Dahlbruch. Loni Kleine übergibt die Leitung an Tobias Kysel und Heike Houf. Die Eltern im Kuckucksnest waren immer die Ersten.

  • Zum Monatsende geht die Leiterin in Rente
  • Loni Kleine hat den Kindergarten aufgebaut und zu etwas Besonderem gemacht
  • Das Kuckucksnest war Vorreiter für viele Projekte, die heute ganz selbstverständlich sind

Der Platz vor dem Kuckucksnest sieht immer noch aus wie immer. Ein ehemaliger Schulhof mit Schlaglöchern, in denen im Winter das Wasser gefriert. Lange Jahre Parkplatz auch für die Kirche nebenan.

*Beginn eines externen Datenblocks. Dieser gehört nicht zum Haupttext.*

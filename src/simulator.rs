//! Simulator — top-level driver
//!
//! Owns a [`SimulationState`], the selected policy and the start/stop flag.
//! An external periodic timer calls [`Simulator::on_timer`]; tests and batch
//! runs call [`Simulator::tick`] or [`Simulator::run_for`] directly.

use heapless::Vec;
use log::info;

use crate::config::SimConfig;
use crate::error::{Result, SimError};
use crate::history::ExecutionSample;
use crate::policy::Policy;
use crate::simulation::{tick, SimulationState, TickReport};
use crate::task::{Task, TaskDescriptor, TaskId, MAX_TASKS};

/// Interactive simulation driver
#[derive(Debug, Clone)]
pub struct Simulator {
    /// Descriptors the run was built from, kept for `reset`
    descriptors: Vec<TaskDescriptor, MAX_TASKS>,
    config: SimConfig,
    state: SimulationState,
    running: bool,
}

impl Simulator {
    /// Validate the inputs and build a stopped simulator at t = 0
    pub fn new(descriptors: &[TaskDescriptor], config: SimConfig) -> Result<Self> {
        config.validate()?;
        let state = SimulationState::new(descriptors, config.tick_interval_ms)?;
        let descriptors = Vec::from_slice(descriptors)
            .map_err(|_| SimError::TooManyTasks { max: MAX_TASKS })?;
        Ok(Self {
            descriptors,
            config,
            state,
            running: false,
        })
    }

    /// Advance one tick, whether or not the simulator is started
    pub fn tick(&mut self) -> TickReport {
        let state = core::mem::take(&mut self.state);
        let (state, report) = tick(state, &self.config.policy);
        self.state = state;
        report
    }

    /// Timer callback: steps only while started
    pub fn on_timer(&mut self) -> Option<TickReport> {
        if self.running {
            Some(self.tick())
        } else {
            None
        }
    }

    /// Run `ticks` ticks back to back and summarise them
    pub fn run_for(&mut self, ticks: u64) -> RunStats {
        let mut stats = RunStats {
            utilization: self.state.tasks.total_utilization(),
            schedulable: self.state.tasks.is_rm_schedulable(),
            ..RunStats::default()
        };
        for _ in 0..ticks {
            let report = self.tick();
            stats.total_ticks += 1;
            if report.sample.running.is_some() {
                stats.busy_ticks += 1;
            } else {
                stats.idle_ticks += 1;
            }
            if report.context_switch {
                stats.context_switches += 1;
            }
            stats.deadline_misses += report.misses.len() as u64;
        }
        stats
    }

    pub fn start(&mut self) {
        if !self.running {
            info!("simulation started at t={} ({})", self.now(), self.config.policy);
        }
        self.running = true;
    }

    pub fn stop(&mut self) {
        if self.running {
            info!("simulation stopped at t={}", self.now());
        }
        self.running = false;
    }

    pub fn is_running(&self) -> bool {
        self.running
    }

    /// Back to t = 0 with the original descriptors; the simulator stops
    pub fn reset(&mut self) -> Result<()> {
        self.state = SimulationState::new(&self.descriptors, self.config.tick_interval_ms)?;
        self.running = false;
        info!("simulation reset ({} tasks)", self.descriptors.len());
        Ok(())
    }

    /// Switch policy; takes effect on the next tick
    pub fn set_policy(&mut self, policy: Policy) {
        info!("policy: {} -> {}", self.config.policy, policy);
        self.config.policy = policy;
    }

    pub fn policy(&self) -> Policy {
        self.config.policy
    }

    pub fn config(&self) -> &SimConfig {
        &self.config
    }

    /// Task snapshot, in table order
    pub fn tasks(&self) -> &[Task] {
        self.state.tasks.as_slice()
    }

    /// Last `n` decisions, oldest first
    pub fn recent(&self, n: usize) -> impl Iterator<Item = &ExecutionSample> + '_ {
        self.state.history.recent(n)
    }

    pub fn block(&mut self, id: TaskId) -> Result<()> {
        self.state.tasks.block(id)
    }

    pub fn unblock(&mut self, id: TaskId) -> Result<()> {
        self.state.tasks.unblock(id)
    }

    /// Current tick
    pub fn now(&self) -> u64 {
        self.state.now()
    }

    pub fn state(&self) -> &SimulationState {
        &self.state
    }
}

/// Summary of a `run_for` batch
#[derive(Debug, Clone, Copy, Default, PartialEq)]
pub struct RunStats {
    pub total_ticks: u64,
    /// Ticks with a task on the CPU
    pub busy_ticks: u64,
    pub idle_ticks: u64,
    pub context_switches: u64,
    pub deadline_misses: u64,
    /// Demanded CPU share (sum of Ci/Ti)
    pub utilization: f32,
    /// Passes the Rate-Monotonic bound
    pub schedulable: bool,
}

#[cfg(test)]
mod tests {
    use super::*;
    use crate::config::default_task_set;

    fn demo() -> Simulator {
        Simulator::new(&default_task_set(), SimConfig::default()).unwrap()
    }

    #[test]
    fn test_simulator_creation() {
        let sim = demo();
        assert_eq!(sim.tasks().len(), 4);
        assert_eq!(sim.now(), 0);
        assert!(!sim.is_running());
        assert_eq!(sim.recent(10).count(), 0);
    }

    #[test]
    fn test_invalid_config_rejected() {
        let config = SimConfig {
            tick_interval_ms: 0,
            ..SimConfig::default()
        };
        assert_eq!(
            Simulator::new(&default_task_set(), config).err(),
            Some(SimError::InvalidTickInterval)
        );
    }

    #[test]
    fn test_timer_respects_running_flag() {
        let mut sim = demo();
        assert!(sim.on_timer().is_none());
        assert_eq!(sim.now(), 0);

        sim.start();
        assert!(sim.on_timer().is_some());
        assert!(sim.on_timer().is_some());
        assert_eq!(sim.now(), 2);

        sim.stop();
        assert!(sim.on_timer().is_none());
        assert_eq!(sim.now(), 2);
    }

    #[test]
    fn test_run_for_stats() {
        let mut sim = demo();
        let stats = sim.run_for(500);
        assert_eq!(stats.total_ticks, 500);
        assert_eq!(stats.busy_ticks + stats.idle_ticks, 500);
        // 10 activations of the 50 ms task alone account for 100 busy ticks
        assert!(stats.busy_ticks >= 100);
        assert_eq!(stats.deadline_misses, 0);
        assert!(stats.schedulable);
        assert!((stats.utilization - 0.583).abs() < 0.01);
        assert!(stats.context_switches > 0);
    }

    #[test]
    fn test_reset() {
        let mut sim = demo();
        sim.start();
        sim.run_for(120);
        sim.reset().unwrap();
        assert_eq!(sim.now(), 0);
        assert!(!sim.is_running());
        assert_eq!(sim.recent(50).count(), 0);
        for task in sim.tasks() {
            assert_eq!(task.remaining_time, task.execution_time);
            assert_eq!(task.wait_time, 0);
        }
    }

    #[test]
    fn test_set_policy() {
        let mut sim = demo();
        sim.set_policy(Policy::ShortestJobFirst);
        assert_eq!(sim.policy(), Policy::ShortestJobFirst);
        // Sensor Read has the least work (10 ms)
        let report = sim.tick();
        assert_eq!(report.sample.running, Some(TaskId(1)));
    }

    #[test]
    fn test_recent_is_bounded() {
        let mut sim = demo();
        sim.run_for(200);
        assert_eq!(sim.recent(usize::MAX).count(), crate::history::HISTORY_WINDOW);
        let last = sim.recent(1).next().map(|s| s.time);
        assert_eq!(last, Some(199));
    }

    #[test]
    fn test_block_through_simulator() {
        let mut sim = demo();
        sim.block(TaskId(1)).unwrap();
        let report = sim.tick();
        assert_eq!(report.sample.running, Some(TaskId(2)));
        sim.unblock(TaskId(1)).unwrap();
        let report = sim.tick();
        assert_eq!(report.sample.running, Some(TaskId(1)));
        assert!(sim.block(TaskId(42)).is_err());
    }

    #[test]
    fn test_tick_keeps_state_across_steps() {
        let mut sim = demo();
        sim.tick();
        sim.tick();
        assert_eq!(sim.now(), 2);
        assert_eq!(sim.tasks().len(), 4);
        assert_eq!(sim.recent(10).count(), 2);
        assert_eq!(sim.state().last_selected(), Some(TaskId(1)));
        assert_eq!(sim.tasks()[0].remaining_time, 8);
    }
}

Hoffentlich im nächsten Jahr endlich asphaltbefreites Spielgelände, 28 Jahre nach der Eröffnung der Kita. Loni Kleine wird das nur noch als Gast erleben. Aus den bunten Luftballons am Zaun ist die Luft schon ein bisschen raus – das Abschiedsgrillfest ist bereits gefeiert. Zum Monatsende geht die Leiterin in Rente, heute hat sie ihren letzten Arbeitstag. „Mir ist das da erst richtig bewusst geworden“, sagt sie.

Das Kuckucksnest

Oder: Was das Besondere an der Kita in der alten Dahlbrucher Schule ist

So etwas kannte man 1990 noch nicht im nördlichen Siegerland: eine Kita, in der Kinder vom ersten Lebensjahr an betreut werden, die ganztags geöffnet ist. Und die nicht von der Stadt, einem kirchlichen Träger oder einem Wohlfahrtsverband betrieben wird, sondern von einem Elternverein.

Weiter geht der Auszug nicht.